RECORDS FOR THE TASK Start Marker
//! Dataset: a persistent query value bound to a dialect adapter.
//!
//! A [`Dataset`] owns the clauses of a statement and the [`Adapter`] used to
//! render them. Every clause method takes `&self` and returns a new dataset;
//! the receiver is never modified. Clauses are shared behind an `Arc` and
//! copied only when a derived dataset changes them.
//!
//! # Example
//!
//! ```ignore
//! use sqlds::{from, i};
//!
//! let ds = from("users")
//!     .select(["id", "name"])
//!     .filter(i("active").eq(true))
//!     .order([i("id").desc()])
//!     .limit(10);
//!
//! let sql = ds.to_sql()?;
//! assert_eq!(
//!     sql.sql,
//!     r#"SELECT "id", "name" FROM "users" WHERE ("active" IS TRUE) ORDER BY "id" DESC LIMIT 10"#
//! );
//! ```

mod literal;
mod statement;


use crate::adapter::{Adapter, default_adapter};
use crate::expr::{
    ColumnList, CompoundExpression, CompoundType, Expression, IdentifierExpression,
    OrderedExpression,
};
use crate::literal::Literal;
use std::sync::Arc;

/// Statement clauses. Cloned only on write.
#[derive(Debug, Clone, PartialEq, Default)]
pub(crate) struct Clauses {
    pub(crate) from: ColumnList,
    pub(crate) select: ColumnList,
    pub(crate) distinct: bool,
    pub(crate) filter: Vec<Literal>,
    pub(crate) group_by: ColumnList,
    pub(crate) having: Vec<Literal>,
    pub(crate) order: ColumnList,
    pub(crate) limit: Option<Literal>,
    pub(crate) offset: Option<Literal>,
    pub(crate) compounds: Vec<CompoundExpression>,
    pub(crate) alias: Option<String>,
}

/// An immutable statement description plus the adapter that renders it.
#[derive(Debug, Clone)]
pub struct Dataset {
    adapter: Arc<dyn Adapter>,
    clauses: Arc<Clauses>,
    prepared: bool,
}

/// Start a dataset selecting from `table`.
///
/// Strings name a table (`"schema.table"` is split on dots); a dataset
/// becomes a sub-query source.
pub fn from(table: impl Into<Expression>) -> Dataset {
    Dataset::new(default_adapter(), table)
}

impl Dataset {
    pub fn new(adapter: Arc<dyn Adapter>, table: impl Into<Expression>) -> Self {
        Self {
            adapter,
            clauses: Arc::new(Clauses {
                from: ColumnList::new([table]),
                ..Clauses::default()
            }),
            prepared: false,
        }
    }

    pub fn adapter(&self) -> &Arc<dyn Adapter> {
        &self.adapter
    }

    /// Replace the adapter in place.
    pub fn set_adapter(&mut self, adapter: Arc<dyn Adapter>) {
        self.adapter = adapter;
    }

    /// Copy of this dataset rendered with another adapter.
    pub fn with_adapter(&self, adapter: Arc<dyn Adapter>) -> Self {
        Self {
            adapter,
            ..self.clone()
        }
    }

    /// Choose the default render mode of [`Dataset::to_sql`].
    pub fn prepared(&self, prepared: bool) -> Self {
        Self {
            prepared,
            ..self.clone()
        }
    }

    pub fn is_prepared(&self) -> bool {
        self.prepared
    }

    /// The dataset as an expression node, for embedding as a sub-query.
    pub fn expression(&self) -> Expression {
        Expression::Dataset(Box::new(self.clone()))
    }

    /// Alias used when this dataset is nested: `(SELECT ...) AS "alias"`.
    pub fn as_(&self, alias: impl Into<String>) -> Self {
        self.update(|c| c.alias = Some(alias.into()))
    }

    pub fn alias(&self) -> Option<&str> {
        self.clauses.alias.as_deref()
    }

    /// Replace the selected columns. An empty list selects `*`.
    pub fn select<I, E>(&self, columns: I) -> Self
    where
        I: IntoIterator<Item = E>,
        E: Into<Expression>,
    {
        let columns = ColumnList::new(columns);
        self.update(|c| c.select = columns)
    }

    /// Add columns to the current selection.
    pub fn select_append<I, E>(&self, columns: I) -> Self
    where
        I: IntoIterator<Item = E>,
        E: Into<Expression>,
    {
        let columns = ColumnList::new(columns);
        self.update(|c| c.select = std::mem::take(&mut c.select).append(columns))
    }

    /// `SELECT DISTINCT`
    pub fn distinct(&self) -> Self {
        self.update(|c| c.distinct = true)
    }

    /// Replace the source tables.
    pub fn from<I, E>(&self, tables: I) -> Self
    where
        I: IntoIterator<Item = E>,
        E: Into<Expression>,
    {
        let tables = ColumnList::new(tables);
        self.update(|c| c.from = tables)
    }

    /// Add a WHERE condition; conditions are joined with AND.
    pub fn filter(&self, condition: impl Into<Literal>) -> Self {
        let condition = condition.into();
        self.update(|c| c.filter.push(condition))
    }

    /// Alias of [`Dataset::filter`].
    pub fn where_(&self, condition: impl Into<Literal>) -> Self {
        self.filter(condition)
    }

    /// Drop every WHERE condition.
    pub fn unfiltered(&self) -> Self {
        self.update(|c| c.filter.clear())
    }

    pub fn group_by<I, E>(&self, columns: I) -> Self
    where
        I: IntoIterator<Item = E>,
        E: Into<Expression>,
    {
        let columns = ColumnList::new(columns);
        self.update(|c| c.group_by = columns)
    }

    /// Add a HAVING condition; conditions are joined with AND.
    pub fn having(&self, condition: impl Into<Literal>) -> Self {
        let condition = condition.into();
        self.update(|c| c.having.push(condition))
    }

    /// Replace the ordering.
    pub fn order<I>(&self, order: I) -> Self
    where
        I: IntoIterator<Item = OrderedExpression>,
    {
        let order = ColumnList::new(order);
        self.update(|c| c.order = order)
    }

    /// Add to the current ordering.
    pub fn order_append<I>(&self, order: I) -> Self
    where
        I: IntoIterator<Item = OrderedExpression>,
    {
        let order = ColumnList::new(order);
        self.update(|c| c.order = std::mem::take(&mut c.order).append(order))
    }

    pub fn unordered(&self) -> Self {
        self.update(|c| c.order = ColumnList::default())
    }

    /// `LIMIT n`; zero removes the limit.
    pub fn limit(&self, limit: u64) -> Self {
        self.update(|c| c.limit = (limit > 0).then(|| Literal::from(limit)))
    }

    /// `OFFSET n`; zero removes the offset.
    pub fn offset(&self, offset: u64) -> Self {
        self.update(|c| c.offset = (offset > 0).then(|| Literal::from(offset)))
    }

    /// ` UNION (<other>)`
    pub fn union(&self, other: Dataset) -> Self {
        self.compound(CompoundType::Union, other)
    }

    /// ` UNION ALL (<other>)`
    pub fn union_all(&self, other: Dataset) -> Self {
        self.compound(CompoundType::UnionAll, other)
    }

    /// ` INTERSECT (<other>)`
    pub fn intersect(&self, other: Dataset) -> Self {
        self.compound(CompoundType::Intersect, other)
    }

    /// ` INTERSECT ALL (<other>)`
    pub fn intersect_all(&self, other: Dataset) -> Self {
        self.compound(CompoundType::IntersectAll, other)
    }

    /// Column reference qualified by this dataset's alias, or by its first
    /// source table when it has no alias.
    pub fn col(&self, column: &str) -> IdentifierExpression {
        match (&self.clauses.alias, self.clauses.from.columns().first()) {
            (Some(alias), _) => IdentifierExpression::from_parts(None, Some(alias), Some(column)),
            (None, Some(Expression::Identifier(table))) => table.clone().col(column),
            _ => IdentifierExpression::parse(column),
        }
    }

    fn compound(&self, kind: CompoundType, other: Dataset) -> Self {
        let compound = CompoundExpression::new(kind, other);
        self.update(|c| c.compounds.push(compound))
    }

    fn update(&self, f: impl FnOnce(&mut Clauses)) -> Self {
        let mut next = self.clone();
        f(Arc::make_mut(&mut next.clauses));
        next
    }

    pub(crate) fn clauses(&self) -> &Clauses {
        &self.clauses
    }
}

/// Datasets are equal when they would render identically: same dialect,
/// same clauses, same default mode.
impl PartialEq for Dataset {
    fn eq(&self, other: &Self) -> bool {
        self.adapter.name() == other.adapter.name()
            && self.prepared == other.prepared
            && self.clauses == other.clauses
    }
}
RECORDS FOR THE TASK End Marker
*TASK PROMPT*: Extract exactly and only the lines above from the line containing "Alias used when" through the line containing "pub fn filter(&self, condition: impl", both end lines included.

*EXERCISE OUTPUT*:
    /// Alias used when this dataset is nested: `(SELECT ...) AS "alias"`.
    pub fn as_(&self, alias: impl Into<String>) -> Self {
        self.update(|c| c.alias = Some(alias.into()))
    }

    pub fn alias(&self) -> Option<&str> {
        self.clauses.alias.as_deref()
    }

    /// Replace the selected columns. An empty list selects `*`.
    pub fn select<I, E>(&self, columns: I) -> Self
    where
        I: IntoIterator<Item = E>,
        E: Into<Expression>,
    {
        let columns = ColumnList::new(columns);
        self.update(|c| c.select = columns)
    }

    /// Add columns to the current selection.
    pub fn select_append<I, E>(&self, columns: I) -> Self
    where
        I: IntoIterator<Item = E>,
        E: Into<Expression>,
    {
        let columns = ColumnList::new(columns);
        self.update(|c| c.select = std::mem::take(&mut c.select).append(columns))
    }

    /// `SELECT DISTINCT`
    pub fn distinct(&self) -> Self {
        self.update(|c| c.distinct = true)
    }

    /// Replace the source tables.
    pub fn from<I, E>(&self, tables: I) -> Self
    where
        I: IntoIterator<Item = E>,
        E: Into<Expression>,
    {
        let tables = ColumnList::new(tables);
        self.update(|c| c.from = tables)
    }

    /// Add a WHERE condition; conditions are joined with AND.
    pub fn filter(&self, condition: impl Into<Literal>) -> Self {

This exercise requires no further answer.